This recipe came to The Times in 2003 from Rebecca Charles of Pearl Oyster Bar, an outpost for Maine coastal cooking on Cornelia Street in Greenwich Village. It is easy to whip up on a summer day when company is coming and there’s lots to get done. “Use the blackberries more as an accent,” she said at the time. “‘The berries’ll bleed out all this fabulous inky color.”

Ingredients

  • 7 tablespoons cold unsalted butter
  • ¼ cup all-purpose flour
  • ½ cup rolled oats
  • ½ cup firmly packed light brown sugar
  • ¼ teaspoon ground cinnamon
  • ¼ teaspoon salt
  • 4 cups nectarines, pitted, peeled and cut into 1-inch chunks (about 3 large nectarines)
  • ½ cup granulated sugar
  • ½ teaspoon vanilla extract
  • 1 heaping cup whole blackberries
  • Vanilla ice cream for serving
  • Nutritional Information
    • Nutritional analysis per serving (6 servings)

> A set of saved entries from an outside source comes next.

use serenity::{
    all::Timestamp,
    builder::{CreateEmbed, CreateEmbedFooter},
    model::id::UserId,
};
use std::time::Duration;

use crate::audio::{
    notify::Notice, player::NowPlaying, queue::QueuePage, source::ResolvedInfo,
};

/// Paleta de colores estandarizada para el bot
pub mod colors {
    use serenity::all::Colour;

    pub const SUCCESS_GREEN: Colour = Colour::from_rgb(67, 181, 129);
    pub const ERROR_RED: Colour = Colour::from_rgb(220, 53, 69);
    pub const WARNING_ORANGE: Colour = Colour::from_rgb(255, 193, 7);
    pub const INFO_BLUE: Colour = Colour::from_rgb(52, 144, 220);
    pub const MUSIC_PURPLE: Colour = Colour::from_rgb(138, 43, 226);
    pub const NEUTRAL_GRAY: Colour = Colour::from_rgb(108, 117, 125);
}

/// Footer estandarizado para todos los embeds
const STANDARD_FOOTER: &str = "🎵 Guild Jukebox";

const PROGRESS_BAR_LENGTH: usize = 20;

/// Embed enviado cuando empieza una pista
pub fn create_track_started_embed(info: &ResolvedInfo, requester: UserId) -> CreateEmbed {
    let mut embed = CreateEmbed::default()
        .title("🎵 Reproduciendo Ahora")
        .description(format!("**{}**", info.title))
        .color(colors::SUCCESS_GREEN)
        .field("⏱️ Duración", duration_field(info.duration_secs), true)
        .field("👤 Solicitado por", format!("<@{}>", requester), true);

    if let Some(thumbnail) = &info.thumbnail_url {
        embed = embed.thumbnail(thumbnail);
    }

    embed
        .url(&info.page_url)
        .timestamp(Timestamp::now())
        .footer(CreateEmbedFooter::new(STANDARD_FOOTER))
}

/// Embed de `/nowplaying` con barra de progreso y estado del reproductor
pub fn create_now_playing_embed(now: &NowPlaying) -> CreateEmbed {
    let status = if now.paused { "⏸️ Pausado" } else { "▶️ Reproduciendo" };
    let progress = if now.info.duration_secs > 0.0 {
        format!(
            "{} `{} / {}`",
            progress_bar(now.position_secs, now.info.duration_secs, PROGRESS_BAR_LENGTH),
            format_duration(now.position_secs),
            format_duration(now.info.duration_secs)
        )
    } else {
        format!("🔴 En vivo `{}`", format_duration(now.position_secs))
    };

    let mut embed = CreateEmbed::default()
        .title(status)
        .description(format!("**{}**\n\n{}", now.info.title, progress))
        .color(if now.paused { colors::WARNING_ORANGE } else { colors::MUSIC_PURPLE })
        .field("👤 Solicitado por", format!("<@{}>", now.requester), true)
        .field("🔊 Volumen", format!("{}%", (now.volume * 100.0).round() as u32), true)
        .field("🎚️ Calidad", now.filters.quality.to_string(), true)
        .field("🔁 Repetir", on_off(now.looping), true)
        .field("🔀 Aleatorio", on_off(now.shuffle), true)
        .field("🔉 Bass boost", on_off(now.filters.bass_boost), true);

    if let Some(thumbnail) = &now.info.thumbnail_url {
        embed = embed.thumbnail(thumbnail);
    }

    embed
        .url(&now.info.page_url)
        .timestamp(Timestamp::now())
        .footer(CreateEmbedFooter::new(STANDARD_FOOTER))
}

/// Crea un embed para mostrar la cola de reproducción
pub fn create_queue_embed(page: &QueuePage) -> CreateEmbed {
    let embed = CreateEmbed::default()
        .title("📋 Cola de Reproducción")
        .color(colors::INFO_BLUE);

    if page.total_items == 0 {
        return embed
            .description("😴 **La cola está vacía**\n\n💡 Usa `/play <url>` para agregar música")
            .color(colors::NEUTRAL_GRAY)
            .footer(CreateEmbedFooter::new(STANDARD_FOOTER))
            .timestamp(Timestamp::now());
    }

    let lines: Vec<String> = page
        .entries
        .iter()
        .map(|entry| {
            let marker = if entry.is_current { "▶️" } else { "▫️" };
            format!(
                "{} `{}.` **{}** • <@{}>",
                marker,
                entry.position,
                truncate(&entry.title, 60),
                entry.requester
            )
        })
        .collect();

    let description = if lines.is_empty() {
        "📭 Esta página no tiene canciones".to_string()
    } else {
        lines.join("\n")
    };

    embed
        .description(description)
        .footer(CreateEmbedFooter::new(format!(
            "Página {}/{} • {} canciones en total",
            page.current_page,
            page.total_pages.max(1),
            page.total_items
        )))
        .timestamp(Timestamp::now())
}

/// Confirmación de canciones agregadas a la cola
pub fn create_enqueued_embed(title: &str, position: usize, added: usize) -> CreateEmbed {
    let description = if added == 1 {
        format!("**{}** se agregó en la posición **#{}**", title, position)
    } else {
        format!(
            "Se agregaron **{} canciones** de **{}** desde la posición **#{}**",
            added, title, position
        )
    };

    CreateEmbed::default()
        .title(if added == 1 { "✅ Canción Agregada" } else { "📋 Playlist Agregada" })
        .description(description)
        .color(colors::SUCCESS_GREEN)
        .timestamp(Timestamp::now())
        .footer(CreateEmbedFooter::new(
            "🎵 Se reproducirá automáticamente si no hay música sonando",
        ))
}

/// Embed para los avisos que el motor manda al canal de texto
pub fn create_notice_embed(notice: &Notice) -> CreateEmbed {
    match notice {
        Notice::NowPlaying { info, requester } => create_track_started_embed(info, *requester),
        Notice::PlaybackFailed { title, reason } => create_error_embed(
            "Error de Reproducción",
            &format!("**{}** no se pudo reproducir: {}\n⏭️ Pasando a la siguiente", title, reason),
        ),
        Notice::ResolutionFailed { locator, reason } => create_error_embed(
            "No se pudo cargar",
            &format!("`{}`: {}\n⏭️ Pasando a la siguiente", truncate(locator, 100), reason),
        ),
        Notice::IdleDisconnect { idle_secs } => create_info_embed(
            "Desconectado por inactividad",
            &format!(
                "💤 Sin reproducción durante {}. ¡Usa `/play` para volver!",
                humantime::format_duration(Duration::from_secs(*idle_secs))
            ),
        ),
    }
}

/// Crea un embed de error
pub fn create_error_embed(title: &str, description: &str) -> CreateEmbed {
    CreateEmbed::default()
        .title(format!("❌ {}", title))
        .description(description)
        .color(colors::ERROR_RED)
        .timestamp(Timestamp::now())
        .footer(CreateEmbedFooter::new(STANDARD_FOOTER))
}

/// Crea un embed de éxito
pub fn create_success_embed(title: &str, description: &str) -> CreateEmbed {
    CreateEmbed::default()
        .title(format!("✅ {}", title))
        .description(description)
        .color(colors::SUCCESS_GREEN)
        .timestamp(Timestamp::now())
        .footer(CreateEmbedFooter::new(STANDARD_FOOTER))
}

/// Crea un embed de información
pub fn create_info_embed(title: &str, description: &str) -> CreateEmbed {
    CreateEmbed::default()
        .title(format!("ℹ️ {}", title))
        .description(description)
        .color(colors::INFO_BLUE)
        .timestamp(Timestamp::now())
        .footer(CreateEmbedFooter::new(STANDARD_FOOTER))
}

fn duration_field(seconds: f64) -> String {
    if seconds > 0.0 {
        format_duration(seconds)
    } else {
        "🔴 En vivo".to_string()
    }
}

fn on_off(enabled: bool) -> &'static str {
    if enabled {
        "✅"
    } else {
        "❌"
    }
}

/// Formatea segundos como `m:ss` o `h:mm:ss`
pub fn format_duration(seconds: f64) -> String {
    let total_seconds = if seconds.is_finite() && seconds > 0.0 {
        seconds as u64
    } else {
        0
    };
    let hours = total_seconds / 3600;
    let minutes = (total_seconds % 3600) / 60;
    let seconds = total_seconds % 60;

    if hours > 0 {
        format!("{}:{:02}:{:02}", hours, minutes, seconds)
    } else {
        format!("{}:{:02}", minutes, seconds)
    }
}

/// Barra de progreso de `length` segmentos con un indicador en la posición actual
pub fn progress_bar(position: f64, duration: f64, length: usize) -> String {
    let length = length.max(1);
    let ratio = if duration > 0.0 {
        (position / duration).clamp(0.0, 1.0)
    } else {
        0.0
    };
    let filled = ((ratio * length as f64) as usize).min(length - 1);

    format!("{}🔘{}", "▬".repeat(filled), "▬".repeat(length - 1 - filled))
}

fn truncate(text: &str, max_chars: usize) -> String {
    if text.chars().count() <= max_chars {
        return text.to_string();
    }
    let cut: String = text.chars().take(max_chars.saturating_sub(1)).collect();
    format!("{cut}…")
}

      351 calories; 14 grams fat; 8 grams saturated fat; 0 grams trans fat; 3 grams monounsaturated fat; 0 grams polyunsaturated fat; 55 grams carbohydrates; 3 grams dietary fiber; 43 grams sugars; 2 grams protein; 35 milligrams cholesterol; 104 milligrams sodium

    • Note: Nutrient information is not available for all ingredients. Amount is based on available data.

6 servings

Preparation

  1. Butter a 2-quart baking dish or six 8-ounce ramekins with 1 tablespoon butter. Heat oven to 375 degrees. In a food processor, pulse flour, oats, brown sugar, cinnamon and salt once or twice to mix. Cut remaining butter into small chunks, add to flour mixture and pulse a few more times, until mixture just comes together into small crumbly clumps. Reserve.
  2. In a large bowl, combine nectarines, granulated sugar and vanilla. Pour nectarines into baking dish or ramekins, scatter blackberries on top and sprinkle with the processed mixture. Bake 45 minutes, until bubbling. Serve immediately with vanilla ice cream.